Slavery Advertisements Published July 18, 1774

The Slavery Adverts 250 Project chronicles the role of newspaper advertising in perpetuating slavery in the era of the American Revolution. The project seeks to reveal the ubiquity of slavery in eighteenth-century life from New England to Georgia by republishing advertisements about enslaved people – for sale as individuals or in groups, wanted to purchase or for hire for short periods, runaways who liberated themselves, and those who were subsequently captured and confined in jails and workhouses – in daily digests on this site as well as in real time via the @SlaveAdverts250 Twitter feed, utilizing twenty-first-century media to stand in for the print media of the eighteenth century.

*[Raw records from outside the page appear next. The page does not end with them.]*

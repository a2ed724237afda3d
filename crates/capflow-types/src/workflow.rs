//! Workflow definition types.
//!
//! A `Workflow` is a named, versioned graph of capsule nodes connected by
//! slot-to-slot edges. Each execution embeds a `WorkflowSnapshot` taken at
//! start so later edits never alter a running or historical execution.

use std::time::Duration;

use chrono::{DateTime, Utc};
use serde::{Deserialize, Serialize};
use uuid::Uuid;

use crate::artifact::ArtifactSlot;

// ---------------------------------------------------------------------------
// Workflow
// ---------------------------------------------------------------------------

/// A workflow definition.
#[derive(Debug, Clone, Serialize, Deserialize)]
pub struct Workflow {
    /// UUIDv7 assigned on creation.
    #[serde(default = "Uuid::now_v7")]
    pub id: Uuid,
    /// Human-readable workflow name.
    pub name: String,
    #[serde(default, skip_serializing_if = "Option::is_none")]
    pub description: Option<String>,
    /// Incremented on every update (starts at 1).
    #[serde(default = "default_version")]
    pub version: u32,
    #[serde(default)]
    pub tags: Vec<String>,
    /// Nodes in declaration order. The order breaks scheduling ties.
    pub nodes: Vec<WorkflowNode>,
    #[serde(default)]
    pub edges: Vec<WorkflowEdge>,
    #[serde(default)]
    pub variables: Vec<WorkflowVariable>,
    #[serde(default)]
    pub triggers: Vec<WorkflowTrigger>,
    /// Per-execution node concurrency (None = engine default).
    #[serde(default, skip_serializing_if = "Option::is_none")]
    pub max_concurrency: Option<usize>,
    #[serde(default = "Utc::now")]
    pub created_at: DateTime<Utc>,
    #[serde(default = "Utc::now")]
    pub updated_at: DateTime<Utc>,
}

fn default_version() -> u32 {
    1
}

impl Workflow {
    pub fn node(&self, node_id: &str) -> Option<&WorkflowNode> {
        self.nodes.iter().find(|n| n.node_id == node_id)
    }

    pub fn variable(&self, key: &str) -> Option<&WorkflowVariable> {
        self.variables.iter().find(|v| v.key == key)
    }

    /// Freeze the graph for an execution.
    pub fn snapshot(&self) -> WorkflowSnapshot {
        WorkflowSnapshot {
            nodes: self.nodes.clone(),
            edges: self.edges.clone(),
            variables: self.variables.clone(),
            max_concurrency: self.max_concurrency,
        }
    }
}

/// A single node in the workflow graph.
#[derive(Debug, Clone, PartialEq, Serialize, Deserialize)]
pub struct WorkflowNode {
    /// Unique within a workflow.
    pub node_id: String,
    pub name: String,
    /// Capsule type key (e.g. "http-request").
    #[serde(rename = "type")]
    pub node_type: String,
    #[serde(default)]
    pub config: serde_json::Map<String, serde_json::Value>,
    #[serde(default)]
    pub inputs: Vec<ArtifactSlot>,
    #[serde(default)]
    pub outputs: Vec<ArtifactSlot>,
    /// Canvas position (editor metadata only).
    #[serde(default, skip_serializing_if = "Option::is_none")]
    pub position: Option<CanvasPosition>,
    #[serde(default, skip_serializing_if = "Option::is_none")]
    pub retry: Option<RetryPolicy>,
    /// Input slots fed from workflow variables instead of edges.
    #[serde(default, skip_serializing_if = "Vec::is_empty")]
    pub bindings: Vec<VariableBinding>,
}

impl WorkflowNode {
    pub fn input(&self, slot_id: &str) -> Option<&ArtifactSlot> {
        self.inputs.iter().find(|s| s.slot_id == slot_id)
    }

    pub fn output(&self, slot_id: &str) -> Option<&ArtifactSlot> {
        self.outputs.iter().find(|s| s.slot_id == slot_id)
    }

    /// Effective attempt limit (a node without a policy runs once).
    pub fn max_attempts(&self) -> u32 {
        self.retry.as_ref().map_or(1, |r| r.max_attempts.max(1))
    }
}

/// Canvas position coordinates.
#[derive(Debug, Clone, Copy, PartialEq, Serialize, Deserialize)]
pub struct CanvasPosition {
    pub x: f64,
    pub y: f64,
}

/// Binds an input slot to a workflow variable.
#[derive(Debug, Clone, PartialEq, Eq, Serialize, Deserialize)]
pub struct VariableBinding {
    pub slot_id: String,
    pub variable_key: String,
}

/// A directed data connection from an output slot to an input slot.
#[derive(Debug, Clone, PartialEq, Eq, Serialize, Deserialize)]
pub struct WorkflowEdge {
    #[serde(default)]
    pub edge_id: String,
    pub source_node_id: String,
    pub source_slot_id: String,
    pub target_node_id: String,
    pub target_slot_id: String,
}

// ---------------------------------------------------------------------------
// Retry policy
// ---------------------------------------------------------------------------

/// Per-node retry policy.
#[derive(Debug, Clone, PartialEq, Serialize, Deserialize)]
pub struct RetryPolicy {
    /// Total attempts including the first (default 1).
    #[serde(default = "default_max_attempts")]
    pub max_attempts: u32,
    /// Base delay between attempts.
    #[serde(default)]
    pub delay_seconds: f64,
    #[serde(default)]
    pub backoff: BackoffStrategy,
}

fn default_max_attempts() -> u32 {
    1
}

/// Upper bound on a single retry wait.
const MAX_RETRY_DELAY: Duration = Duration::from_secs(3600);

impl RetryPolicy {
    /// Wait before the attempt following failed attempt `attempt` (1-based).
    pub fn delay_for(&self, attempt: u32) -> Duration {
        if !self.delay_seconds.is_finite() || self.delay_seconds <= 0.0 {
            return Duration::ZERO;
        }
        let attempt = attempt.max(1);
        let secs = match self.backoff {
            BackoffStrategy::Fixed => self.delay_seconds,
            BackoffStrategy::Linear => self.delay_seconds * f64::from(attempt),
            BackoffStrategy::Exponential => {
                self.delay_seconds * 2f64.powi(attempt.saturating_sub(1).min(30) as i32)
            }
        };
        Duration::from_secs_f64(secs).min(MAX_RETRY_DELAY)
    }
}

/// How the wait between attempts grows.
#[derive(Debug, Clone, Copy, Default, PartialEq, Eq, Serialize, Deserialize)]
#[serde(rename_all = "snake_case")]
pub enum BackoffStrategy {
    /// `delay_seconds * attempt`.
    #[default]
    Linear,
    /// `delay_seconds` every time.
    Fixed,
    /// `delay_seconds * 2^(attempt - 1)`.
    Exponential,
}

// ---------------------------------------------------------------------------
// Variables
// ---------------------------------------------------------------------------

/// A run-time input of a workflow.
#[derive(Debug, Clone, PartialEq, Serialize, Deserialize)]
pub struct WorkflowVariable {
    pub key: String,
    #[serde(default, skip_serializing_if = "Option::is_none")]
    pub label: Option<String>,
    #[serde(rename = "type", default)]
    pub var_type: VariableType,
    #[serde(default, skip_serializing_if = "Option::is_none")]
    pub default_value: Option<serde_json::Value>,
    /// Allowed values for `select` variables.
    #[serde(default, skip_serializing_if = "Vec::is_empty")]
    pub options: Vec<String>,
    #[serde(default)]
    pub required: bool,
    /// Resolved through the secret store; the value is a secret name.
    #[serde(default)]
    pub is_secret: bool,
}

#[derive(Debug, Clone, Copy, Default, PartialEq, Eq, Serialize, Deserialize)]
#[serde(rename_all = "snake_case")]
pub enum VariableType {
    #[default]
    String,
    Number,
    Boolean,
    Json,
    Select,
    File,
}

// ---------------------------------------------------------------------------
// Triggers
// ---------------------------------------------------------------------------

/// A configured way of starting the workflow.
#[derive(Debug, Clone, PartialEq, Serialize, Deserialize)]
pub struct WorkflowTrigger {
    #[serde(default)]
    pub trigger_id: String,
    #[serde(default = "default_enabled")]
    pub enabled: bool,
    #[serde(flatten)]
    pub config: TriggerConfig,
}

fn default_enabled() -> bool {
    true
}

/// Trigger configuration, internally tagged by `type`.
#[derive(Debug, Clone, PartialEq, Serialize, Deserialize)]
#[serde(tag = "type", rename_all = "snake_case")]
pub enum TriggerConfig {
    /// Started by a person through the API or CLI.
    Manual {},
    /// Cron schedule.
    Timer {
        /// Cron expression (5 or 6 fields) or a human-readable schedule.
        cron: String,
        /// "UTC" or a fixed offset such as "+08:00".
        #[serde(default = "default_timezone")]
        timezone: String,
    },
    /// Inbound HTTP call.
    Webhook {
        /// Path under the hooks endpoint (e.g. "daily-report").
        path: String,
        /// Secret used for HMAC-SHA256 signature verification.
        #[serde(default, skip_serializing_if = "Option::is_none")]
        secret_name: Option<String>,
    },
    /// A file uploaded into a `file` variable.
    FileUpload {
        variable_key: String,
        /// Accepted MIME types (empty = any).
        #[serde(default, skip_serializing_if = "Vec::is_empty")]
        accept: Vec<String>,
    },
}

fn default_timezone() -> String {
    "UTC".to_string()
}

impl TriggerConfig {
    pub fn trigger_type(&self) -> TriggerType {
        match self {
            Self::Manual {} => TriggerType::Manual,
            Self::Timer { .. } => TriggerType::Timer,
            Self::Webhook { .. } => TriggerType::Webhook,
            Self::FileUpload { .. } => TriggerType::FileUpload,
        }
    }
}

/// How an execution was started.
#[derive(Debug, Clone, Copy, PartialEq, Eq, Hash, Serialize, Deserialize)]
#[serde(rename_all = "snake_case")]
pub enum TriggerType {
    Manual,
    Timer,
    Webhook,
    FileUpload,
    /// Re-run of a prior execution from a node.
    Resume,
}

impl TriggerType {
    pub fn as_str(self) -> &'static str {
        match self {
            Self::Manual => "manual",
            Self::Timer => "timer",
            Self::Webhook => "webhook",
            Self::FileUpload => "file_upload",
            Self::Resume => "resume",
        }
    }
}

impl std::str::FromStr for TriggerType {
    type Err = String;

    fn from_str(s: &str) -> Result<Self, Self::Err> {
        match s {
            "manual" => Ok(Self::Manual),
            "timer" => Ok(Self::Timer),
            "webhook" => Ok(Self::Webhook),
            "file_upload" => Ok(Self::FileUpload),
            "resume" => Ok(Self::Resume),
            other => Err(format!("unknown trigger type: '{other}'")),
        }
    }
}

// ---------------------------------------------------------------------------
// Snapshot
// ---------------------------------------------------------------------------

/// Frozen copy of the graph embedded in each execution.
#[derive(Debug, Clone, PartialEq, Serialize, Deserialize)]
pub struct WorkflowSnapshot {
    pub nodes: Vec<WorkflowNode>,
    pub edges: Vec<WorkflowEdge>,
    /// Variable definitions, needed to re-resolve secrets on resume.
    #[serde(default)]
    pub variables: Vec<WorkflowVariable>,
    #[serde(default, skip_serializing_if = "Option::is_none")]
    pub max_concurrency: Option<usize>,
}

impl WorkflowSnapshot {
    pub fn node(&self, node_id: &str) -> Option<&WorkflowNode> {
        self.nodes.iter().find(|n| n.node_id == node_id)
    }
}

// ---------------------------------------------------------------------------
// Tests
// ---------------------------------------------------------------------------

The project aims to provide modern audiences with a sense of just how often colonizers encountered these advertisements in their daily lives. Enslaved men, women, and children appeared in print somewhere in the colonies almost every single day. Those advertisements served as a constant backdrop for social, cultural, economic, and political life in colonial and revolutionary America. Colonizers who did not purport to own enslaved people were still confronted with slavery as well as invited to maintain the system by purchasing enslaved men, women, and children or assisting in the capture of so-called “runaways” who sought to free themselves from bondage. The frequency of these newspaper advertisements suggests just how embedded slavery was in colonial and revolutionary American culture in everyday interactions beyond the printed page.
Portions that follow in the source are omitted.